Negeri merdeka, tatanan pemerintahan yang diitikadkan bisa mengatur tata kehidupan bernegara dan berbangsa, terbentuk hingga ke tingkat rukun tetangga. Para pelopor baru, pejuang baru, pemimpin baru, semangat baru, etos kerja baru, memenuhi hamparan negeri merdeka ini. Slogan, moto dan kebulatan tekad untuk bersama-sama menjadi bangsa yang besar, terhormat dan makmur, setiap hari kita kumandangkan di langit khatulistiwa. Pendek kata, kita, bangsa ini, warga negara ini, sudah tidak kurang-kurang berihtiar untuk menjadikan negeri dan diri sendiri bernasib lebih baik setiap hari.

Tetapi nyatanya bangsa ini tetap miskin! Desa-desa tetap kumuh dengan warna buram debu dan lumpur tanpa mampu menghasilkan sesuatu yang cukup untuk memenuhi kebutuhan dasar hidup manusia: sandang, pangan dan papan! Kampung-kampung masih saja dihuni oleh komunitas warga yang nyaris seratus persen hidup terbelakang, kusam dan dingin dengan otot dan otak layu sebelum berkembang, alias tak berdaya!

Kota-kota juga tak ada bedanya. Gedung-gedung berkaca mencakar langit dan jalan-jalan raya saling bertumpuk. Tetapi siapakah yang telah membangunnya? Dan untuk siapakah kemewahan itu dibangun? Ternyata bukan oleh dan untuk seluruh warga bangsa negeri ini!

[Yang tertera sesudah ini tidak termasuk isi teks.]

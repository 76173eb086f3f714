use std::sync::Arc;

use alloy::primitives::Address;
use chrono::Utc;
use tokio::sync::{Notify, oneshot};
use txm_core::{chain::Chain, fee::FeeEstimator, signer::TxSigner};

use crate::{
    alerts::AlertSink,
    attempt_builder::{AttemptBuilder, BuildError},
    config::TxConfig,
    error::WorkerError,
    error_classifier::{SendContext, SendOutcome, classify_send_error},
    nonce::NonceTracker,
    store::TxStore,
    types::{CompletionHandler, Tx, TxState},
};

/// Per-account broadcast worker.
///
/// Sole owner of nonce assignment for its account: at most one transaction
/// is in progress at a time, and the nonce counter only advances once the
/// broadcast outcome for that transaction is recorded. Everything else
/// (receipts, bumps, re-orgs) belongs to the confirmer.
pub struct Broadcaster<C, St, S, E, A, H>
where
    C: Chain,
    St: TxStore,
    S: TxSigner,
    E: FeeEstimator,
    A: AlertSink,
    H: CompletionHandler,
{
    account: Address,
    chain: Arc<C>,
    store: Arc<St>,
    builder: Arc<AttemptBuilder<S, E>>,
    nonces: NonceTracker<C, St>,
    alerts: Arc<A>,
    callbacks: Arc<H>,
    config: TxConfig,
    trigger: Notify,
}

impl<C, St, S, E, A, H> Broadcaster<C, St, S, E, A, H>
where
    C: Chain,
    St: TxStore,
    S: TxSigner,
    E: FeeEstimator,
    A: AlertSink,
    H: CompletionHandler,
{
    pub fn new(
        account: Address,
        chain: Arc<C>,
        store: Arc<St>,
        builder: Arc<AttemptBuilder<S, E>>,
        alerts: Arc<A>,
        callbacks: Arc<H>,
        config: TxConfig,
    ) -> Self {
        let nonces = NonceTracker::new(chain.clone(), store.clone());
        Self {
            account,
            chain,
            store,
            builder,
            nonces,
            alerts,
            callbacks,
            config,
            trigger: Notify::new(),
        }
    }

    /// Wakes the worker outside the polling cadence. A wake that lands
    /// mid-cycle is kept and starts the next cycle immediately.
    pub fn wake(&self) {
        self.trigger.notify_one();
    }

    pub async fn run(self: Arc<Self>, mut shutdown: oneshot::Receiver<()>) -> Result<(), WorkerError> {
        if self.config.nonce_auto_sync {
            self.nonces.sync_on_startup(self.account).await?;
        }
        tracing::info!(account = %self.account, "Broadcaster started");

        loop {
            tokio::select! {
                _ = &mut shutdown => {
                    tracing::info!(account = %self.account, "Broadcaster shutting down");
                    return Ok(());
                }
                _ = self.trigger.notified() => {}
                _ = tokio::time::sleep(self.config.fallback_poll_interval) => {}
            }

            match tokio::time::timeout(self.config.cycle_timeout, self.process_queue()).await {
                Ok(Ok(())) => {}
                Ok(Err(error)) => {
                    tracing::error!(account = %self.account, error = %error, "Broadcast cycle failed");
                }
                Err(_) => {
                    tracing::error!(
                        account = %self.account,
                        timeout_secs = self.config.cycle_timeout.as_secs(),
                        "Broadcast cycle timed out"
                    );
                }
            }
        }
    }

    /// One full pass over the account's queue: finish whatever a previous
    /// run left in progress, then broadcast unstarted transactions in
    /// creation order until the queue drains, the in-flight cap is hit, or
    /// a transaction cannot be moved past.
    #[tracing::instrument(skip_all, fields(account = %self.account))]
    pub async fn process_queue(&self) -> Result<(), WorkerError> {
        if !self.resolve_in_progress().await? {
            return Ok(());
        }
        loop {
            if !self.ready_for_next().await? {
                return Ok(());
            }
            let Some(tx) = self.store.find_next_unstarted(self.account).await? else {
                return Ok(());
            };
            if !self.start_tx(tx).await? {
                return Ok(());
            }
        }
    }

    /// Settles the at-most-one in-progress transaction. Returns whether the
    /// account is clear to start the next one.
    ///
    /// A transaction can be left in progress by a crash between signing and
    /// recording the outcome, or by an unclassifiable send error. The
    /// network's pending nonce decides: if it moved past this nonce the
    /// earlier send actually worked and only the record is missing,
    /// otherwise the signed payload is broadcast again.
    async fn resolve_in_progress(&self) -> Result<bool, WorkerError> {
        let Some(tx) = self.store.find_in_progress_tx(self.account).await? else {
            return Ok(true);
        };

        let (Some(nonce), Some(attempt)) = (tx.nonce, tx.current_attempt()) else {
            self.alerts.invariant_violation(
                self.account,
                &format!("in-progress transaction {} has no nonce or attempt", tx.id),
            );
            self.fatalize(&tx, "in-progress transaction missing nonce or attempt".to_string())
                .await?;
            return Ok(true);
        };

        let pending = self.chain.pending_nonce(self.account).await?;
        if pending > nonce {
            tracing::info!(
                tx_id = %tx.id,
                nonce = nonce,
                pending_nonce = pending,
                "Previous broadcast assumed successful, recording it"
            );
            self.store.save_broadcast(tx.id, attempt.id, Utc::now()).await?;
            return Ok(true);
        }

        self.broadcast_attempt(&tx).await
    }

    /// Applies the in-flight cap. The throttle alert only fires when work
    /// is actually waiting behind it.
    async fn ready_for_next(&self) -> Result<bool, WorkerError> {
        if self.config.max_in_flight == 0 {
            return Ok(true);
        }
        let unconfirmed = self.store.count_unconfirmed(self.account).await?;
        if unconfirmed < u64::from(self.config.max_in_flight) {
            return Ok(true);
        }
        if self.store.count_unstarted(self.account).await? > 0 {
            self.alerts
                .broadcast_throttled(self.account, unconfirmed, self.config.max_in_flight);
        }
        Ok(false)
    }

    /// Assigns the next nonce, builds and signs the first attempt, and
    /// broadcasts it. Returns whether the queue can advance past this
    /// transaction.
    async fn start_tx(&self, mut tx: Tx) -> Result<bool, WorkerError> {
        let nonce = self.nonces.next(self.account).await?;

        let fee = match self.builder.quote_fee(self.account).await {
            Ok(fee) => fee,
            Err(error) => {
                tracing::warn!(account = %self.account, error = %error, "Fee quote failed, will retry");
                return Ok(false);
            }
        };

        let attempt = match self.builder.build(&tx, nonce, fee).await {
            Ok(attempt) => attempt,
            Err(error @ BuildError::FeeValidation { .. }) => {
                // Nothing was signed and the nonce stays free for the next
                // transaction.
                tracing::error!(tx_id = %tx.id, error = %error, "Rejecting transaction before broadcast");
                self.fatalize(&tx, error.to_string()).await?;
                return Ok(true);
            }
            Err(error) => {
                tracing::warn!(tx_id = %tx.id, error = %error, "Failed to build first attempt, will retry");
                return Ok(false);
            }
        };

        tx.nonce = Some(nonce);
        self.store.save_tx_in_progress(&tx, &attempt).await?;
        tx.state = TxState::InProgress;
        tx.attempts = vec![attempt];

        self.broadcast_attempt(&tx).await
    }

    /// Sends the transaction's newest attempt and applies the classified
    /// outcome, bumping in place while the node reports it underpriced.
    /// Returns whether the account is clear for the next transaction.
    async fn broadcast_attempt(&self, tx: &Tx) -> Result<bool, WorkerError> {
        let mut tx = tx.clone();
        let Some(nonce) = tx.nonce else {
            return Err(WorkerError::InternalError {
                message: format!("transaction {} in progress without a nonce", tx.id),
            });
        };

        loop {
            let Some(attempt) = tx.current_attempt().cloned() else {
                return Err(WorkerError::InternalError {
                    message: format!("transaction {} in progress without an attempt", tx.id),
                });
            };

            let (outcome, reject_reason) = match self
                .chain
                .send_raw_transaction(&attempt.signed_payload)
                .await
            {
                Ok(_) => (SendOutcome::Successful, None),
                Err(error) => {
                    let outcome = classify_send_error(&error, SendContext::InitialBroadcast);
                    if !outcome.is_success() {
                        tracing::warn!(
                            tx_id = %tx.id,
                            nonce = nonce,
                            outcome = ?outcome,
                            error = %error,
                            "Broadcast rejected"
                        );
                    }
                    (outcome, Some(error.to_string()))
                }
            };

            match outcome {
                SendOutcome::Successful | SendOutcome::AlreadyKnown => {
                    if tx.initial_broadcast_at.is_none() {
                        let queued = Utc::now().signed_duration_since(tx.created_at);
                        tracing::info!(
                            tx_id = %tx.id,
                            nonce = nonce,
                            fee = %attempt.fee,
                            queued_ms = queued.num_milliseconds(),
                            "Transaction broadcast"
                        );
                    }
                    self.store.save_broadcast(tx.id, attempt.id, Utc::now()).await?;
                    return Ok(true);
                }
                SendOutcome::Underpriced => {
                    let replacement = match self.builder.build_bumped(&tx, nonce).await {
                        Ok(replacement) => replacement,
                        Err(error @ BuildError::BumpCeiling { .. }) => {
                            tracing::error!(tx_id = %tx.id, error = %error, "Cannot outbid the network");
                            self.alerts.fee_ceiling_reached(
                                self.account,
                                tx.id,
                                self.builder.fee_ceiling(self.account),
                            );
                            return Ok(false);
                        }
                        Err(error) => {
                            tracing::warn!(tx_id = %tx.id, error = %error, "Failed to build replacement, will retry");
                            return Ok(false);
                        }
                    };
                    self.store
                        .save_replacement_in_progress_attempt(attempt.id, &replacement)
                        .await?;
                    tx.attempts[0] = replacement;
                }
                SendOutcome::InsufficientFunds => {
                    // Stays in progress and blocks the queue until the
                    // balance recovers.
                    self.alerts.out_of_funds(self.account, tx.id);
                    return Ok(false);
                }
                SendOutcome::ExceedsMaxFee => {
                    // Fees are validated before signing, so this means the
                    // node's cap is below our configured floor.
                    self.alerts.invariant_violation(
                        self.account,
                        &format!("validated attempt for {} exceeds the node's fee cap", tx.id),
                    );
                    self.fatalize(
                        &tx,
                        reject_reason
                            .unwrap_or_else(|| "transaction fee exceeds the node's cap".to_string()),
                    )
                    .await?;
                    return Ok(true);
                }
                SendOutcome::Fatal => {
                    self.alerts.invariant_violation(
                        self.account,
                        &format!("node permanently rejected signed attempt for {}", tx.id),
                    );
                    self.fatalize(
                        &tx,
                        reject_reason.unwrap_or_else(|| "permanently rejected by the node".to_string()),
                    )
                    .await?;
                    return Ok(true);
                }
                SendOutcome::Unsupported => {
                    self.fatalize(
                        &tx,
                        reject_reason
                            .unwrap_or_else(|| "transaction type not supported by the network".to_string()),
                    )
                    .await?;
                    return Ok(true);
                }
                SendOutcome::Unknown => {
                    // Cannot tell whether the node took it. Left in
                    // progress; the pending-nonce check settles it next
                    // cycle.
                    return Ok(false);
                }
            }
        }
    }

    /// Terminal failure before the nonce was consumed: record it, release
    /// the nonce and resume any waiting caller.
    async fn fatalize(&self, tx: &Tx, error: String) -> Result<(), WorkerError> {
        self.store.save_fatally_errored(tx.id, error.clone()).await?;
        self.resume_fatal(tx, error).await
    }

    /// Resumes a caller waiting on a transaction that died before
    /// confirmation. The completed flag in the store keeps the signal
    /// exactly-once even when the confirmer also scans for it.
    async fn resume_fatal(&self, tx: &Tx, error: String) -> Result<(), WorkerError> {
        if !tx.signal_callback {
            return Ok(());
        }
        if let Err(error) = self.callbacks.resume(tx.id, None, Some(error)).await {
            tracing::warn!(tx_id = %tx.id, error = %error, "Completion callback failed, confirmer will retry");
            return Ok(());
        }
        self.store.mark_callback_completed(tx.id).await?;
        Ok(())
    }
}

Tetapi itu hanyalah keberhasilan segelintir oknum-oknum anak emas negeri yang kebetulan dapat kesempatan baik. Semua itu bukanlah untuk negara dan bangsa secara utuh, melainkan hanyalah untuk kroni sekaligus pundi-pundi mereka sendiri. Buktinya, di bawah kemewahan gedung-gedung dan jalan raya, berdempetan dan bertumpuk gubuk-gubuk kardus sarang warga negara kelas kecoa yang jumlahnya jauh lebih besar daripada oknum-oknum anak emas negeri yang diberi nasib baik. Di antara kemewahan lampu-lampu merkuri kota, berdempetan dan bertumpuklah lapak-lapak kumal kaum urban dari desa, berjualan rokok cap jangkrik, bakso cap jangkrik, mie goreng dan mie rebus cap jangkrik, bir dan ganja cap jangkrik, sandal jepit cap jangkrik! Di emper-emper terminal, bertumpuk dan berjejal pula gembel, pengemis dan para tuna segala tuna. Setelah hampir seabad ikut hidup dan menjadi warga di negeri sendiri yang merdeka, mereka toh tetap tak berdaya!

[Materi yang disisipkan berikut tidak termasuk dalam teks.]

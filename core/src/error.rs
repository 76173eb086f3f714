use alloy::{
    primitives::Address,
    transports::{RpcError as AlloyRpcError, TransportErrorKind},
};
use serde::{Deserialize, Serialize};
use thiserror::Error;

use crate::chain::Chain;

/// Serializable mirror of alloy's RPC failure surface.
///
/// Alloy's `RpcError` carries boxed sources and cannot be persisted or
/// cloned; everything worth keeping about a failed call is captured here.
#[derive(Debug, Error, Clone, Serialize, Deserialize)]
#[serde(tag = "type", rename_all = "SCREAMING_SNAKE_CASE")]
pub enum RpcErrorKind {
    /// A proper JSON-RPC error response. The only kind with a server
    /// verdict, and the only kind submission classification applies to.
    #[error("rpc error response: {0}")]
    ErrorResp(RpcErrorResponse),

    #[error("null response where a value was required")]
    NullResp,

    #[error("method not supported by this node: {message}")]
    UnsupportedFeature { message: String },

    /// Request preparation failed before anything reached the wire.
    #[error("request preparation failed: {message}")]
    InternalError { message: String },

    // Ser and deser stay separate variants; collapsing them would hide
    // whether the request or the response was the malformed side.
    #[error("request serialization failed: {message}")]
    SerError { message: String },

    #[error("response deserialization failed: {message}")]
    DeserError {
        message: String,
        /// The response text that failed to parse.
        text: String,
    },

    #[error("http status {status}")]
    TransportHttpError { status: u16, body: String },

    #[error("transport failure: {message}")]
    OtherTransportError { message: String },
}

/// Code, message and data of a JSON-RPC error object, stringified.
#[derive(Debug, Serialize, Deserialize, Clone)]
pub struct RpcErrorResponse {
    pub code: i64,
    pub message: String,
    pub data: Option<String>,
}

impl std::fmt::Display for RpcErrorResponse {
    fn fmt(&self, f: &mut std::fmt::Formatter<'_>) -> std::fmt::Result {
        write!(f, "code {}: {}", self.code, self.message)?;
        if let Some(data) = &self.data {
            write!(f, ", data: {data}")?;
        }
        Ok(())
    }
}

#[derive(Error, Debug, Serialize, Clone, Deserialize)]
#[serde(rename_all = "SCREAMING_SNAKE_CASE", tag = "type")]
pub enum TxmError {
    #[error("RPC error on chain {chain_id} at {rpc_url}: {message}")]
    RpcError {
        chain_id: u64,
        rpc_url: String,
        message: String,
        kind: RpcErrorKind,
    },

    #[error("Bad RPC configuration: {message}")]
    RpcConfigError { message: String },

    #[error("Signing failed for {account}: {message}")]
    #[serde(rename_all = "camelCase")]
    SigningError { account: Address, message: String },

    #[error("No signer available for account {account}")]
    #[serde(rename_all = "camelCase")]
    SignerUnavailable { account: Address },

    #[error("Validation error: {message}")]
    ValidationError { message: String },

    #[error("Internal error: {message}")]
    InternalError { message: String },
}

impl TxmError {
    /// The JSON-RPC error response carried by this error, when there is one.
    ///
    /// Submission outcome classification only applies to proper error
    /// responses; transport failures have no server verdict to classify.
    pub fn rpc_error_response(&self) -> Option<&RpcErrorResponse> {
        match self {
            TxmError::RpcError {
                kind: RpcErrorKind::ErrorResp(resp),
                ..
            } => Some(resp),
            _ => None,
        }
    }

    /// Whether retrying the same call later can reasonably succeed.
    pub fn is_retryable(&self) -> bool {
        match self {
            TxmError::RpcError { kind, .. } => match kind {
                RpcErrorKind::TransportHttpError { status, .. }
                    if *status >= 400 && *status < 500 =>
                {
                    false
                }
                RpcErrorKind::UnsupportedFeature { .. } => false,
                RpcErrorKind::ErrorResp(resp) => {
                    let message = resp.message.to_lowercase();
                    !(message.contains("invalid chain") || message.contains("invalid opcode"))
                }
                _ => true,
            },
            TxmError::SigningError { .. } => true,
            TxmError::SignerUnavailable { .. } => false,
            TxmError::RpcConfigError { .. } => false,
            TxmError::ValidationError { .. } => false,
            TxmError::InternalError { .. } => false,
        }
    }
}

impl RpcErrorKind {
    fn from_alloy(error: &AlloyRpcError<TransportErrorKind>) -> Self {
        match error {
            AlloyRpcError::ErrorResp(resp) => RpcErrorKind::ErrorResp(RpcErrorResponse {
                code: resp.code,
                message: resp.message.to_string(),
                data: resp.data.as_ref().map(ToString::to_string),
            }),
            AlloyRpcError::NullResp => RpcErrorKind::NullResp,
            AlloyRpcError::UnsupportedFeature(feature) => RpcErrorKind::UnsupportedFeature {
                message: feature.to_string(),
            },
            AlloyRpcError::LocalUsageError(cause) => RpcErrorKind::InternalError {
                message: cause.to_string(),
            },
            AlloyRpcError::SerError(cause) => RpcErrorKind::SerError {
                message: cause.to_string(),
            },
            AlloyRpcError::DeserError { err, text } => RpcErrorKind::DeserError {
                message: err.to_string(),
                text: text.to_string(),
            },
            AlloyRpcError::Transport(TransportErrorKind::HttpError(http)) => {
                RpcErrorKind::TransportHttpError {
                    status: http.status,
                    body: http.body.to_string(),
                }
            }
            AlloyRpcError::Transport(transport) => RpcErrorKind::OtherTransportError {
                message: transport.to_string(),
            },
        }
    }
}

pub trait AlloyRpcErrorToTxmError {
    fn to_txm_error(&self, chain: &impl Chain) -> TxmError;
}

impl AlloyRpcErrorToTxmError for AlloyRpcError<TransportErrorKind> {
    fn to_txm_error(&self, chain: &impl Chain) -> TxmError {
        TxmError::RpcError {
            chain_id: chain.chain_id(),
            rpc_url: chain.rpc_url().to_string(),
            message: self.to_string(),
            kind: RpcErrorKind::from_alloy(self),
        }
    }
}

#[cfg(test)]
mod tests {
    use super::*;

    fn rpc_error(kind: RpcErrorKind) -> TxmError {
        TxmError::RpcError {
            chain_id: 1,
            rpc_url: "http://localhost:8545".to_string(),
            message: "rpc call failed".to_string(),
            kind,
        }
    }

    #[test]
    fn error_response_is_exposed_for_classification() {
        let error = rpc_error(RpcErrorKind::ErrorResp(RpcErrorResponse {
            code: -32000,
            message: "nonce too low".to_string(),
            data: None,
        }));
        assert_eq!(error.rpc_error_response().unwrap().code, -32000);

        let transport = rpc_error(RpcErrorKind::OtherTransportError {
            message: "connection reset".to_string(),
        });
        assert!(transport.rpc_error_response().is_none());
    }

    #[test]
    fn transport_failures_are_retryable_client_errors_are_not() {
        assert!(rpc_error(RpcErrorKind::OtherTransportError {
            message: "connection reset".to_string(),
        })
        .is_retryable());
        assert!(rpc_error(RpcErrorKind::TransportHttpError {
            status: 503,
            body: String::new(),
        })
        .is_retryable());
        assert!(!rpc_error(RpcErrorKind::TransportHttpError {
            status: 401,
            body: String::new(),
        })
        .is_retryable());
        assert!(!rpc_error(RpcErrorKind::UnsupportedFeature {
            message: "eth_feeHistory".to_string(),
        })
        .is_retryable());
    }

    #[test]
    fn server_verdicts_are_retryable_unless_deterministic() {
        let verdict = |message: &str| {
            rpc_error(RpcErrorKind::ErrorResp(RpcErrorResponse {
                code: -32000,
                message: message.to_string(),
                data: None,
            }))
        };
        assert!(verdict("known transaction").is_retryable());
        assert!(!verdict("invalid chain id for signer").is_retryable());
        assert!(!verdict("invalid opcode: INVALID").is_retryable());
    }

    #[test]
    fn local_errors_are_not_retryable() {
        let error = TxmError::ValidationError {
            message: "fee limit must be nonzero".to_string(),
        };
        assert!(!error.is_retryable());
        assert!(
            TxmError::SigningError {
                account: Address::ZERO,
                message: "transient backend failure".to_string(),
            }
            .is_retryable()
        );
    }
}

Saban hari kita terkejut dan berteriak soal harga-harga kebutuhan hidup yang kian tak terjangkau. Saban hari kita terkejut dan terhimpit oleh hutang-hutang negeri dan tekanan-tekanan negara asing yang kian nyata. Setiap hari kita berteriak tentang korupsi tetapi tak ada gunanya. Para koruptor konon ditangkap dan diadili, tetapi toh negeri semakin bangkrut! Untuk beras, jagung, kedelai, daging, susu, sabun mandi, obat sakit kepala bahkan ikan asin saja kita harus impor dari negara tetangga. Kita tak mampu mengambil dan memanfaatkannya dari kekayaan negeri sendiri.

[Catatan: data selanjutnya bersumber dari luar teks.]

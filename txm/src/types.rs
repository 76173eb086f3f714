use alloy::primitives::{Address, B256, Bytes, U256};
use chrono::{DateTime, Utc};
use serde::{Deserialize, Serialize};
use txm_core::{chain::MinedReceipt, error::TxmError, fee::Fee};
use uuid::Uuid;

#[derive(Debug, Clone, Copy, PartialEq, Eq, Hash, Serialize, Deserialize)]
#[serde(transparent)]
pub struct TxId(Uuid);

impl TxId {
    pub fn new() -> Self {
        Self(Uuid::new_v4())
    }
}

impl Default for TxId {
    fn default() -> Self {
        Self::new()
    }
}

impl std::fmt::Display for TxId {
    fn fmt(&self, f: &mut std::fmt::Formatter<'_>) -> std::fmt::Result {
        self.0.fmt(f)
    }
}

#[derive(Debug, Clone, Copy, PartialEq, Eq, Hash, Serialize, Deserialize)]
#[serde(transparent)]
pub struct AttemptId(Uuid);

impl AttemptId {
    pub fn new() -> Self {
        Self(Uuid::new_v4())
    }
}

impl Default for AttemptId {
    fn default() -> Self {
        Self::new()
    }
}

impl std::fmt::Display for AttemptId {
    fn fmt(&self, f: &mut std::fmt::Formatter<'_>) -> std::fmt::Result {
        self.0.fmt(f)
    }
}

/// Delivery lifecycle of a managed transaction.
///
/// `FatalError` and `Finalized` are terminal. `Confirmed` can move back to
/// `Unconfirmed` when a re-org orphans its receipt.
#[derive(Debug, Clone, Copy, PartialEq, Eq, Hash, Serialize, Deserialize)]
#[serde(rename_all = "snake_case")]
pub enum TxState {
    /// Queued, no nonce assigned yet.
    Unstarted,
    /// Nonce assigned, broadcast not yet acknowledged. At most one per
    /// account at any time.
    InProgress,
    /// Broadcast accepted (or possibly accepted), awaiting a receipt.
    Unconfirmed,
    /// A receipt was seen in a past cycle but the node no longer returns
    /// one, and the chain's mined nonce is past this transaction.
    ConfirmedMissingReceipt,
    /// Receipt in hand on the canonical chain.
    Confirmed,
    /// Rejected with no possibility of inclusion, or purged as stuck.
    FatalError,
    /// Confirmed below the finalized height. Never revisited.
    Finalized,
}

impl TxState {
    pub fn is_terminal(&self) -> bool {
        matches!(self, TxState::FatalError | TxState::Finalized)
    }
}

impl std::fmt::Display for TxState {
    fn fmt(&self, f: &mut std::fmt::Formatter<'_>) -> std::fmt::Result {
        let s = match self {
            TxState::Unstarted => "unstarted",
            TxState::InProgress => "in_progress",
            TxState::Unconfirmed => "unconfirmed",
            TxState::ConfirmedMissingReceipt => "confirmed_missing_receipt",
            TxState::Confirmed => "confirmed",
            TxState::FatalError => "fatal_error",
            TxState::Finalized => "finalized",
        };
        f.write_str(s)
    }
}

#[derive(Debug, Clone, Copy, PartialEq, Eq, Hash, Serialize, Deserialize)]
#[serde(rename_all = "snake_case")]
pub enum TxAttemptState {
    /// Signed but the broadcast outcome is not yet settled.
    InProgress,
    /// Accepted by the node (or indistinguishable from accepted).
    Broadcast,
    /// Rejected for lack of funds; kept for resubmission once the account
    /// is topped up.
    InsufficientFunds,
}

impl std::fmt::Display for TxAttemptState {
    fn fmt(&self, f: &mut std::fmt::Formatter<'_>) -> std::fmt::Result {
        let s = match self {
            TxAttemptState::InProgress => "in_progress",
            TxAttemptState::Broadcast => "broadcast",
            TxAttemptState::InsufficientFunds => "insufficient_funds",
        };
        f.write_str(s)
    }
}

/// One signed candidate for a transaction. Attempts for the same transaction
/// share a nonce and differ only in fee (and, for purge attempts, payload).
#[derive(Debug, Clone, Serialize, Deserialize)]
pub struct TxAttempt {
    pub id: AttemptId,
    pub tx_id: TxId,
    pub fee: Fee,
    /// RLP-encoded signed transaction, resent verbatim.
    pub signed_payload: Bytes,
    pub hash: B256,
    pub state: TxAttemptState,
    /// Highest block number at which this attempt was known to already be
    /// broadcast. Baseline for bump-age checks.
    pub broadcast_before_block_num: Option<u64>,
    /// Purge attempts replace the original payload with a self-send to burn
    /// the nonce of a terminally stuck transaction.
    pub is_purge_attempt: bool,
    pub created_at: DateTime<Utc>,
}

/// Mined receipt retained for a confirmed transaction.
#[derive(Debug, Clone, Serialize, Deserialize)]
pub struct Receipt {
    pub tx_hash: B256,
    pub block_hash: B256,
    pub block_number: u64,
    pub transaction_index: u64,
    pub status: bool,
    /// Filled best-effort for reverted receipts via a diagnostic call.
    pub revert_reason: Option<String>,
}

impl Receipt {
    /// `None` when the node returned a receipt without inclusion data, which
    /// some nodes do for transactions still in their mempool.
    pub fn from_mined(mined: &MinedReceipt) -> Option<Self> {
        match (mined.block_hash, mined.block_number, mined.transaction_index) {
            (Some(block_hash), Some(block_number), Some(transaction_index)) => Some(Receipt {
                tx_hash: mined.tx_hash,
                block_hash,
                block_number,
                transaction_index,
                status: mined.status,
                revert_reason: None,
            }),
            _ => None,
        }
    }
}

/// A managed transaction with its attempts, newest attempt first.
#[derive(Debug, Clone, Serialize, Deserialize)]
pub struct Tx {
    pub id: TxId,
    pub idempotency_key: Option<String>,
    pub from: Address,
    pub to: Option<Address>,
    pub encoded_payload: Bytes,
    pub value: U256,
    /// Gas limit. The payload is taken as pre-validated; no estimation.
    pub fee_limit: u64,
    pub nonce: Option<u64>,
    pub state: TxState,
    pub attempts: Vec<TxAttempt>,
    /// Mined receipt of the newest confirmed attempt, if any.
    pub receipt: Option<Receipt>,
    pub meta: Option<serde_json::Value>,
    /// Terminal failure reason when `state` is `FatalError`.
    pub error: Option<String>,
    pub created_at: DateTime<Utc>,
    /// Refreshed on every broadcast and resend.
    pub broadcast_at: Option<DateTime<Utc>>,
    /// Set once, on the first broadcast. Basis for age alerts.
    pub initial_broadcast_at: Option<DateTime<Utc>>,
    pub min_confirmations: u64,
    pub signal_callback: bool,
    pub callback_completed: bool,
}

impl Tx {
    /// Newest attempt regardless of state.
    pub fn current_attempt(&self) -> Option<&TxAttempt> {
        self.attempts.first()
    }

    pub fn attempt_hashes(&self) -> Vec<B256> {
        self.attempts.iter().map(|a| a.hash).collect()
    }

    pub fn has_purge_attempt(&self) -> bool {
        self.attempts.iter().any(|a| a.is_purge_attempt)
    }
}

/// Receives exactly-once completion signals for transactions created with
/// `signal_callback`. A failed resume is retried on the next head, so
/// implementations must report an unknown or already-resumed id as success
/// rather than an error.
pub trait CompletionHandler: Send + Sync {
    fn resume(
        &self,
        id: TxId,
        receipt: Option<Receipt>,
        error: Option<String>,
    ) -> impl std::future::Future<Output = Result<(), TxmError>> + Send;
}

/// Discards completion signals. For deployments that poll the store instead.
#[derive(Debug, Clone, Copy, Default)]
pub struct NoopCompletionHandler;

impl CompletionHandler for NoopCompletionHandler {
    async fn resume(
        &self,
        _id: TxId,
        _receipt: Option<Receipt>,
        _error: Option<String>,
    ) -> Result<(), TxmError> {
        Ok(())
    }
}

Setiap hari raya datang, kita terharu. Warga negeri yang merdeka ini selalu berebut tumpangan untuk bisa pulang berkumpul dengan keluarga. Kereta api tak pernah cukup. Bus-bus tak pernah cukup. Kapal-kapal feri tak pernah memadai. Pemerintah dan negara tak mampu memperbaiki sarana publik. Para cukong kapal terbang obral ongkos tiket. Tetapi itu hanya buat kroni tertentu. Bukan untuk warga kelas sandal jepit yang jumlahnya lebih dari separuh anak negeri.

Di kantor-kantor desa dan kelurahan seluruh negeri, bahkan warga tak bisa mendapatkan kartu identitas penduduk sebagaimana mestinya. Bukan karena apa, tetapi tak ada kertas buat formulir. Terpaksa KTP, Kartu Keluarga bahkan Kartu Kesehatan harus dijual. Tetapi toh warga kelas kecoa masih sulit mendapatkan identitas dirinya. Kini alasannya, karena mereka tidak berpartai!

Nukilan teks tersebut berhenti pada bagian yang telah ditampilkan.